Выбрать главу

Я никогда раньше не прикасался к Катерине без сексуальных намерений, но в том, что я делаю сейчас, нет ничего сексуального. На самом деле, я не могу припомнить, чтобы когда-либо прикасался к какой-либо женщине подобным образом, с такой нежной заботой, что это похоже на прикосновение к чему-то хрупкому и деликатному, стеклянной фигурке или птенцу. Нет и намека на ту стальную, заводную девушку, на которой я женился сейчас, только бледное лицо и еще более бледные губы, как будто двое мужчин вытянули из нее всю каплю неповиновения до последней капли.

Я чувствую укол страха при этой мысли, что, если Катерина выжила, но они уничтожили ее дух. Я не могу представить, через что она прошла, и реальность этого могла быть хуже того, что я уже представлял. Но сейчас все, что я могу делать, это заботиться о ней. Совсем недавно, когда я стоял там, у алтаря, я не представлял себе этого. Я не представлял себе ничего, кроме брака на расстоянии. Я чувствую, что дистанция сокращается, и в данный момент я ничего не могу с этим поделать.

Я не совсем уверен, что хочу этого, если говорю правду.

КАТЕРИНА

В следующий раз, когда я просыпаюсь, я понятия не имею, где я. Затхлый запах комнаты и жесткого матраса исчез, и я чувствую, что на меня накинуто одеяло, но мне требуется мгновение, чтобы открыть глаза. Они кажутся опухшими и тяжелыми, мои ресницы склеены, и мне приходится с трудом их разжимать. Я даже не уверена, что мне стоит пытаться, пока не чувствую прикосновение пальца ко лбу, скользкого, как масло, и аромат чего-то острого и травяного.

Низкий голос бормочет что-то, что я не могу разобрать, в ушах все еще немного звенит, и я заставляю себя открыть глаза, когда страх захлестывает меня, мою кожу покалывает от него. Мне нужно знать, где я нахожусь. Каким бы ужасным это ни было, мне нужно быть в курсе того, что будет дальше. Часть меня желает, чтобы я могла просто оставаться без сознания или, может быть, просто вообще не просыпаться. Силы, которые у меня есть, чтобы вынести это, быстро иссякают.

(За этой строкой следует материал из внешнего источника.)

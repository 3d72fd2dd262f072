// Runtime core for scoped CSS-in-JS stylesheets: compilation, caching, insertion and extraction
pub mod cache;
pub mod css;
pub mod dom;
pub mod engine;
pub mod error;
pub mod extract;
pub mod hash;
pub mod register;
pub mod token;

pub use crate::cache::{CacheEntity, EffectRegistry};
pub use crate::css::{parse_style, HashPriority, Interpolation, Keyframes, ParseConfig, StyleObject, StyleValue};
pub use crate::dom::{LayerSupport, MemoryHost, StyleHost};
pub use crate::engine::{StyleConfig, StyleContext};
pub use crate::error::CssInJsError;
pub use crate::extract::{extract_cache_path_map, extract_style, CachePathMap};
pub use crate::register::{register_style, RegisterInfo, StyleMarkup, StyleRegistration};
pub use crate::token::{register_token, TokenRegistration};
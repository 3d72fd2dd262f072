// Process-wide registry of injected effect styles
use std::sync::{Arc, LazyLock, Mutex, PoisonError};

use rustc_hash::FxHashSet;

/// Names of effect styles (keyframes) already present in the document.
///
/// Only ever grows: effects are never removed when the entry that introduced them is evicted.
#[derive(Debug, Default)]
pub struct EffectRegistry {
    injected: Mutex<FxHashSet<String>>,
}

pub(crate) static GLOBAL_EFFECTS: LazyLock<Arc<EffectRegistry>> =
    LazyLock::new(|| Arc::new(EffectRegistry::default()));

impl EffectRegistry {
    pub fn new() -> Self {
        Self::default()
    }

    /// The registry shared by every context that does not bring its own
    pub fn global() -> Arc<EffectRegistry> {
        Arc::clone(&GLOBAL_EFFECTS)
    }

    pub fn contains(&self, name: &str) -> bool {
        self.injected
            .lock()
            .unwrap_or_else(PoisonError::into_inner)
            .contains(name)
    }

    /// Record `name` as injected. Returns false if it already was.
    pub fn mark_injected(&self, name: &str) -> bool {
        self.injected
            .lock()
            .unwrap_or_else(PoisonError::into_inner)
            .insert(name.to_string())
    }

    pub fn len(&self) -> usize {
        self.injected.lock().unwrap_or_else(PoisonError::into_inner).len()
    }

    pub fn is_empty(&self) -> bool {
        self.len() == 0
    }

    /// Forget everything. Intended for tests only.
    pub fn reset(&self) {
        self.injected.lock().unwrap_or_else(PoisonError::into_inner).clear();
    }
}
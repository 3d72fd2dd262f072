// Document integration: stylesheet insertion and capability probing
mod config;
mod host;
mod layer;
mod memory;

pub use self::config::{InsertOptions, Placement};
pub use self::host::StyleHost;
pub use self::layer::LayerSupport;
pub use self::memory::{MemoryHost, StyleElement};

/// Attribute holding a stylesheet's id
pub const ATTR_MARK: &str = "data-css-hash";
/// Attribute holding the token key a stylesheet was compiled for
pub const ATTR_TOKEN: &str = "data-token";
/// Development-only attribute holding the full cache path
pub const ATTR_CACHE_PATH: &str = "data-cache-path";

/// Container used when no attach target is configured
pub const DEFAULT_CONTAINER: &str = "head";
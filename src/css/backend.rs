// CSS backend: flattens nested CSS source into browser-valid text
use std::fmt;

use cssparser::{ParseError, Parser, ParserInput, Token};

use super::selector::resolve_nested_selector;
use crate::error::BackendError;

/// Compiles raw (possibly nested) CSS source into flat CSS text.
///
/// Implementations must be pure and synchronous.
pub trait CssBackend: fmt::Debug + Send + Sync {
    fn compile(&self, source: &str) -> Result<String, BackendError>;
}

/// Default backend: resolves `&` and descendant nesting, hoists conditional at-rules
/// (`@media`, `@supports`, `@layer`, `@container`) above nested selectors, passes
/// `@keyframes`-like blocks through, and strips insignificant whitespace.
#[derive(Debug, Clone, Copy, Default)]
pub struct NestingBackend;

impl CssBackend for NestingBackend {
    fn compile(&self, source: &str) -> Result<String, BackendError> {
        let mut input = ParserInput::new(source);
        let mut parser = Parser::new(&mut input);
        let nodes = parse_items(&mut parser).map_err(|err| BackendError {
            message: format!("{:?}", err.kind),
            line: err.location.line,
            column: err.location.column,
        })?;

        let mut out = String::with_capacity(source.len());
        serialize(&nodes, &[], &mut out);
        Ok(out)
    }
}

#[derive(Debug, Clone, PartialEq)]
enum Node {
    Declaration { name: String, value: String },
    /// A block-less at-rule such as `@import url(a.css)` or `@layer a, b`
    Statement(String),
    Block { prelude: String, children: Vec<Node> },
}

/// Parse a run of declarations, statements and blocks until the end of the current block
fn parse_items<'i, 't>(parser: &mut Parser<'i, 't>) -> Result<Vec<Node>, ParseError<'i, ()>> {
    let mut nodes = Vec::new();

    loop {
        parser.skip_whitespace();
        let start = parser.position();

        loop {
            let token = match parser.next_including_whitespace() {
                Ok(token) => Some(token.clone()),
                Err(_) => None,
            };
            let Some(token) = token else {
                push_item(&mut nodes, parser.slice_from(start));
                return Ok(nodes);
            };

            match token {
                Token::Semicolon => {
                    let text = parser.slice_from(start);
                    push_item(&mut nodes, text.strip_suffix(';').unwrap_or(text));
                    break;
                }
                Token::CurlyBracketBlock => {
                    let text = parser.slice_from(start);
                    let prelude = collapse_whitespace(text.strip_suffix('{').unwrap_or(text));
                    let children = parser.parse_nested_block(|nested| parse_items(nested))?;
                    nodes.push(Node::Block { prelude, children });
                    break;
                }
                Token::CloseCurlyBracket => {
                    return Err(parser.new_unexpected_token_error(token));
                }
                _ => {}
            }
        }
    }
}

fn push_item(nodes: &mut Vec<Node>, text: &str) {
    let text = text.trim();
    if text.is_empty() {
        return;
    }
    if text.starts_with('@') {
        nodes.push(Node::Statement(collapse_whitespace(text)));
        return;
    }
    match text.split_once(':') {
        Some((name, value)) => nodes.push(Node::Declaration {
            name: name.trim().to_string(),
            value: value.trim().to_string(),
        }),
        // Not a declaration; drop it the way browsers drop invalid items
        None => {}
    }
}

fn collapse_whitespace(text: &str) -> String {
    text.split_whitespace().collect::<Vec<_>>().join(" ")
}

fn at_rule_name(prelude: &str) -> &str {
    prelude
        .split(|c: char| c.is_whitespace() || c == '(')
        .next()
        .unwrap_or(prelude)
}

/// Conditional group rules wrap nested rules; everything else keeps its own body
fn is_conditional(name: &str) -> bool {
    matches!(
        name,
        "@media" | "@supports" | "@layer" | "@container" | "@document" | "@scope" | "@starting-style"
    )
}

fn serialize(nodes: &[Node], selectors: &[String], out: &mut String) {
    let mut declarations = String::new();
    for node in nodes {
        if let Node::Declaration { name, value } = node {
            declarations.push_str(name);
            declarations.push(':');
            declarations.push_str(value);
            declarations.push(';');
        }
    }

    if !declarations.is_empty() {
        if selectors.is_empty() {
            out.push_str(&declarations);
        } else {
            out.push_str(&selectors.join(","));
            out.push('{');
            out.push_str(&declarations);
            out.push('}');
        }
    }

    for node in nodes {
        match node {
            Node::Declaration { .. } => {}
            Node::Statement(text) => {
                out.push_str(text);
                out.push(';');
            }
            Node::Block { prelude, children } if prelude.starts_with('@') => {
                out.push_str(prelude);
                out.push('{');
                if is_conditional(at_rule_name(prelude)) {
                    serialize(children, selectors, out);
                } else {
                    serialize(children, &[], out);
                }
                out.push('}');
            }
            Node::Block { prelude, children } => {
                let resolved = resolve_nested_selector(selectors, prelude);
                if resolved.is_empty() {
                    // `&` alone at the top level
                    serialize(children, selectors, out);
                } else {
                    serialize(children, &resolved, out);
                }
            }
        }
    }
}

#[cfg(test)]
mod tests {
    use super::*;

    fn compile(source: &str) -> String {
        NestingBackend.compile(source).unwrap()
    }

    #[test]
    fn flattens_nested_rules() {
        assert_eq!(
            compile(".a{color: red;&:hover{color:blue;}.b{margin:0}}"),
            ".a{color:red;}.a:hover{color:blue;}.a .b{margin:0;}"
        );
    }

    #[test]
    fn groups_declarations_before_nested_rules() {
        assert_eq!(compile(".a{x:1;.b{y:2;}z:3;}"), ".a{x:1;z:3;}.a .b{y:2;}");
    }

    #[test]
    fn hoists_media_above_selectors() {
        assert_eq!(
            compile(".a{@media (max-width: 10px){color:red;}}"),
            "@media (max-width: 10px){.a{color:red;}}"
        );
    }

    #[test]
    fn keyframes_keep_their_own_selectors() {
        assert_eq!(
            compile("@keyframes spin{from{opacity:0;}to{opacity:1;}}"),
            "@keyframes spin{from{opacity:0;}to{opacity:1;}}"
        );
    }

    #[test]
    fn root_declarations_stay_bare() {
        assert_eq!(compile("color:red;margin:4px;"), "color:red;margin:4px;");
    }

    #[test]
    fn statements_and_comma_lists() {
        assert_eq!(compile("@layer a, b;.x,.y{&>i{top:0}}"), "@layer a, b;.x>i,.y>i{top:0;}");
    }

    #[test]
    fn strings_with_braces_are_opaque() {
        assert_eq!(compile(".a{content:\"{;}\";}"), ".a{content:\"{;}\";}");
    }

    #[test]
    fn stray_closing_brace_fails() {
        let err = NestingBackend.compile("a{color:red;}}").unwrap_err();
        assert_eq!(err.line, 0);
    }
}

Надо мной нависает лицо, сначала размытое, затем появляющееся в поле зрения. Я с удивлением понимаю, что это чрезвычайно красивое лицо мужчины, вероятно, лет тридцати с небольшим, с острой челюстью, длинным носом и темными волосами, которые угрожают упасть ему на глаза. Он не выглядит опасным, и когда мое зрение проясняется настолько, что я вижу его темные глаза, в них нет ничего угрожающего, что я могу разглядеть. На его шее, поверх черной футболки, что-то фиолетовое и шелковистое, и мне требуется секунда, чтобы понять, что это… палантин священника.

Однако ничто другое в нем не выглядит священническим.

Тогда я понимаю, что это за аромат, я много раз нюхала это масло раньше, во время каждого обряда посвящения в детстве в церкви. Для взрослого человека, в том состоянии, в котором я нахожусь, и там, где я нахожусь, это может означать только одно.

Он совершает последние обряды.

Эта мысль окатывает меня холодной волной страха, такой сильной, что требуется мгновение, чтобы до меня дошла следующая… с какой стати моим похитителям беспокоиться о том, чтобы провести со мной последние обряды? Это деликатный поступок по отношению к женщине, которую они похитили и пытали, добиваясь информации, которой у меня нет.

Я моргаю, когда он убирает руку, и вижу легкую улыбку в уголках его рта, подергивающуюся от того, что выглядит как облегчение.

— О, слава Богу, ты проснулась, — говорит он, и его итальянский акцент безошибочен.

— Ты итальянец, — выпаливаю я голосом, который сразу же срывается, но он просто смеется.

— Он самый. — Он улыбается мне, и я снова испытываю это чувство уверенности, что странно, потому что ничто в этой ситуации не имеет смысла.

— Как… почему вы здесь? — Зачем русским брать с собой итальянского священника, особенно мужчину, который совсем не похож на священника?

— Твой муж позвонил мне, чтобы я совершил для тебя последние обряды. Я не совсем квалифицирован, но в крайнем случае мог бы это сделать. — Его улыбка кажется искренней, его облегчение от того, что я проснулась, ощутимо. — Я Макс.

— Я… — Я все еще едва могу говорить, и он качает головой.